April 10, 2014
By State Senator Richard J. Ross
Many of my constituents have contacted me in regard to the recent developments in the scandal plagued Department of Children and Families (DCF). No issue has brought to the foreground the failure of an executive agency like the tragic events under DCF oversight. The outrage is understandable since this agency is charged with serving the Commonwealth’s most vulnerable residents – children and families at risk of abuse and neglect. DCF appears to have exhibited general negligence and inattention to its primary duty.
The fact that these extreme inadequacies were only brought to light upon the disappearance of a five year old child is entirely unacceptable. The immediate response from DCF was to dismiss the employees directly involved, followed by the initiation of an internal review of the department. The scope of responsibility has quickly expanded as coverage of the case progressed to include one rogue worker, to a few incompetent employees, to a supervisor. DCF’s inconsistent assignment of blame clearly illustrates a systemic issue within DCF, threatening the safety of the Commonwealth’s children.
Recognizing the shortsighted and limited nature of these actions, I joined with several colleagues in the legislature requesting State Auditor Suzanne Bump and Inspector General Glenn Cunha to conduct a full review and examination of DCF’s procedures and practices. Governor Patrick also tasked the Child Welfare League of America to review the practices and policies of DCF.
The subsequent report by Auditor Bump found that DCF did not ensure children were receiving the proper medical screenings and examinations while in custody, that DCF has maintained inadequate records of background checks performed on individuals living in foster homes, and that DCF has not been verifying the proximity of level 2 and 3 sex offenders before finalizing foster care placements.
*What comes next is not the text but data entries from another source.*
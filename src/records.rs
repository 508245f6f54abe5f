//! The only component that issues parcel store operations.

use crate::connection::ConnectionCache;
use crate::core::{StoreError, StoreResult};
use crate::query::{build_email_filter, default_sort};
use crate::resolver::{IdentifierResolver, Resolution};
use chrono::{DateTime, Utc};
use mongodb::bson::{self, Bson, Document};
use serde::Serialize;
use serde_json::{Map as JsonMap, Value as JsonValue};
use std::sync::Arc;
use tracing::error;

pub struct RecordStore {
    connections: Arc<ConnectionCache>,
}

impl RecordStore {
    pub fn new(connections: Arc<ConnectionCache>) -> Self {
        Self { connections }
    }

    /// Parcels matching an optional email term, newest first
    pub async fn list(&self, email: Option<&str>) -> StoreResult<Vec<Document>> {
        let lease = self.connections.acquire().await?;
        lease
            .parcels()
            .find(&build_email_filter(email), &default_sort())
            .await
    }

    pub async fn fetch(&self, resolver: &IdentifierResolver) -> StoreResult<Resolution<Document>> {
        let lease = self.connections.acquire().await?;
        resolver.find(lease.parcels().as_ref()).await
    }

    /// Store the document as given and return its locator
    pub async fn insert(&self, document: Document) -> StoreResult<Bson> {
        let lease = self.connections.acquire().await?;
        lease.parcels().insert_one(document).await
    }

    pub async fn delete(&self, resolver: &IdentifierResolver) -> StoreResult<Resolution<u64>> {
        let lease = self.connections.acquire().await?;
        resolver.delete(lease.parcels().as_ref()).await
    }

    /// One store round trip when credentials are configured.
    pub async fn health(&self) -> HealthReport {
        let has_env_vars = self.connections.has_credentials();
        let (database, error) = match self.connections.acquire().await {
            Ok(_) => (DatabaseState::Connected, None),
            Err(StoreError::Configuration(_)) => (DatabaseState::Disconnected, None),
            Err(err) => {
                error!(error = %err, "health check could not reach the document store");
                (
                    DatabaseState::Error,
                    Some("database connectivity failure".to_string()),
                )
            }
        };

        HealthReport {
            status: "ok",
            database,
            has_env_vars,
            error,
            timestamp: Utc::now(),
        }
    }
}

#[derive(Debug, Clone, Copy, PartialEq, Eq, Serialize)]
#[serde(rename_all = "lowercase")]
pub enum DatabaseState {
    Connected,
    Disconnected,
    Error,
}

#[derive(Debug, Clone, Serialize)]
#[serde(rename_all = "camelCase")]
pub struct HealthReport {
    pub status: &'static str,
    pub database: DatabaseState,
    pub has_env_vars: bool,
    pub error: Option<String>,
    pub timestamp: DateTime<Utc>,
}

/// String form of a stored `_id`, whatever type it was persisted as.
pub fn locator_string(id: &Bson) -> String {
    match id {
        Bson::ObjectId(oid) => oid.to_hex(),
        Bson::String(text) => text.clone(),
        other => other.clone().into_relaxed_extjson().to_string(),
    }
}

/// JSON shape returned to callers: the document with `_id` and `id` both
/// set to the locator string.
pub fn parcel_to_json(document: Document) -> JsonValue {
    let locator = document.get("_id").map(locator_string);
    let mut shaped = match Bson::Document(document).into_relaxed_extjson() {
        JsonValue::Object(map) => map,
        _ => JsonMap::new(),
    };

    if let Some(locator) = locator {
        shaped.insert("_id".to_string(), JsonValue::String(locator.clone()));
        shaped.insert("id".to_string(), JsonValue::String(locator));
    }
    JsonValue::Object(shaped)
}

/// Caller-supplied JSON object to a document, otherwise untouched.
pub fn parcel_from_json(value: JsonValue) -> StoreResult<Document> {
    match value {
        JsonValue::Object(map) => bson::to_document(&map)
            .map_err(|err| StoreError::Validation(format!("parcel is not storable: {err}"))),
        _ => Err(StoreError::Validation(
            "parcel body must be a JSON object".to_string(),
        )),
    }
}

#[cfg(test)]
mod tests {
    use super::*;
    use crate::connection::StoreSettings;
    use crate::store::memory::MemoryConnector;
    use mongodb::bson::doc;
    use mongodb::bson::oid::ObjectId;
    use serde_json::json;

    fn store() -> (Arc<MemoryConnector>, RecordStore) {
        let connector = Arc::new(MemoryConnector::new());
        let cache = ConnectionCache::new(
            connector.clone(),
            Some(StoreSettings::new("user", "pass")),
        );
        (connector, RecordStore::new(Arc::new(cache)))
    }

    #[test]
    fn json_shape_carries_locator_twice() {
        let oid = ObjectId::new();
        let shaped = parcel_to_json(doc! { "_id": oid, "id": "legacy", "weight": 3 });

        assert_eq!(shaped["_id"], json!(oid.to_hex()));
        assert_eq!(shaped["id"], json!(oid.to_hex()));
        assert_eq!(shaped["weight"], json!(3));
    }

    #[test]
    fn text_locators_are_kept_verbatim() {
        let shaped = parcel_to_json(doc! { "_id": "abc-1" });
        assert_eq!(shaped["_id"], json!("abc-1"));
    }

    #[test]
    fn only_objects_are_storable() {
        assert!(parcel_from_json(json!({ "senderEmail": "a@x.com" })).is_ok());
        assert!(matches!(
            parcel_from_json(json!([1, 2])),
            Err(StoreError::Validation(_))
        ));
    }

    #[tokio::test]
    async fn list_filters_and_sorts() {
        let (_connector, records) = store();
        records
            .insert(doc! { "senderEmail": "a@x.com", "createdAt": 1 })
            .await
            .unwrap();
        records
            .insert(doc! { "recipientEmail": "A@X.com", "createdAt": 2 })
            .await
            .unwrap();
        records
            .insert(doc! { "email": "b@y.com", "createdAt": 3 })
            .await
            .unwrap();

        let found = records.list(Some("a@x.com")).await.unwrap();
        let created: Vec<i32> = found
            .iter()
            .map(|document| document.get_i32("createdAt").unwrap())
            .collect();
        assert_eq!(created, [2, 1]);

        assert_eq!(records.list(None).await.unwrap().len(), 3);
    }

    #[tokio::test]
    async fn health_reports_connected() {
        let (_connector, records) = store();
        let report = records.health().await;

        assert_eq!(report.database, DatabaseState::Connected);
        assert!(report.has_env_vars);
        assert!(report.error.is_none());
    }

    #[tokio::test]
    async fn health_reports_error_without_leaking_detail() {
        let (connector, records) = store();
        connector.refuse_connections(true);

        let report = records.health().await;
        assert_eq!(report.database, DatabaseState::Error);
        assert_eq!(report.error.as_deref(), Some("database connectivity failure"));
    }

    #[tokio::test]
    async fn health_without_credentials_is_disconnected() {
        let cache = ConnectionCache::new(Arc::new(MemoryConnector::new()), None);
        let report = RecordStore::new(Arc::new(cache)).health().await;

        assert_eq!(report.database, DatabaseState::Disconnected);
        assert!(!report.has_env_vars);
    }
}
An amendment I co-sponsored to the Supplemental Budget, which remains before the Legislature, would impose a six-month moratorium on approval of any new foster care placements where an individual or family member has been convicted of a felony, absent written findings on the placement’s necessity and absence of a threat to the child’s safety. Boosting the safety measures in place will potentially allow DCF to address deficiencies in their systems and maintain the protection of all children in DCF care.
Though we can all comprehend the enormity of the mission and work of DCF, we cannot continue to dismiss these tragic occurrences as routine or acceptable losses. The death of even one child is too many, and DCF and Governor Patrick need to step up and determine where reforms can and should be made. This includes the termination of agency heads, not just those case workers and others on the front lines.
Throughout my years in the Senate, I have made increased oversight and transparency in state government one of my top priorities. As bills are presented to the Senate, I have sought out opportunities for the department or agency at issue to evaluate and report on its fiscal and operational status, as well as its needs and plans moving forward. Furthermore, I consistently request that any reports filed by state departments, agencies, committees and commissions be made available online to the public. Numerous pieces of legislation contain additional reporting and online posting requirements based on my proposals.
Enhancing oversight and transparency in state government would increase scrutiny for all offices, supplementing precautions to prevent negligence, carelessness, and even abuse. These are the steps we need to take to ensure that the tragedies we have seen take place under DCF’s watch will never occur again.
The need for an immediate change in management and oversight at DCF has been made painfully clear by these facts. Basic safeguards, including medical examinations and background checks, have fallen by the wayside, leaving incomplete records and severe risks throughout the system. If the leadership is unable to uphold the proper precautions and protocols, placing children across the Commonwealth in danger, then it should not be charged with their care any longer.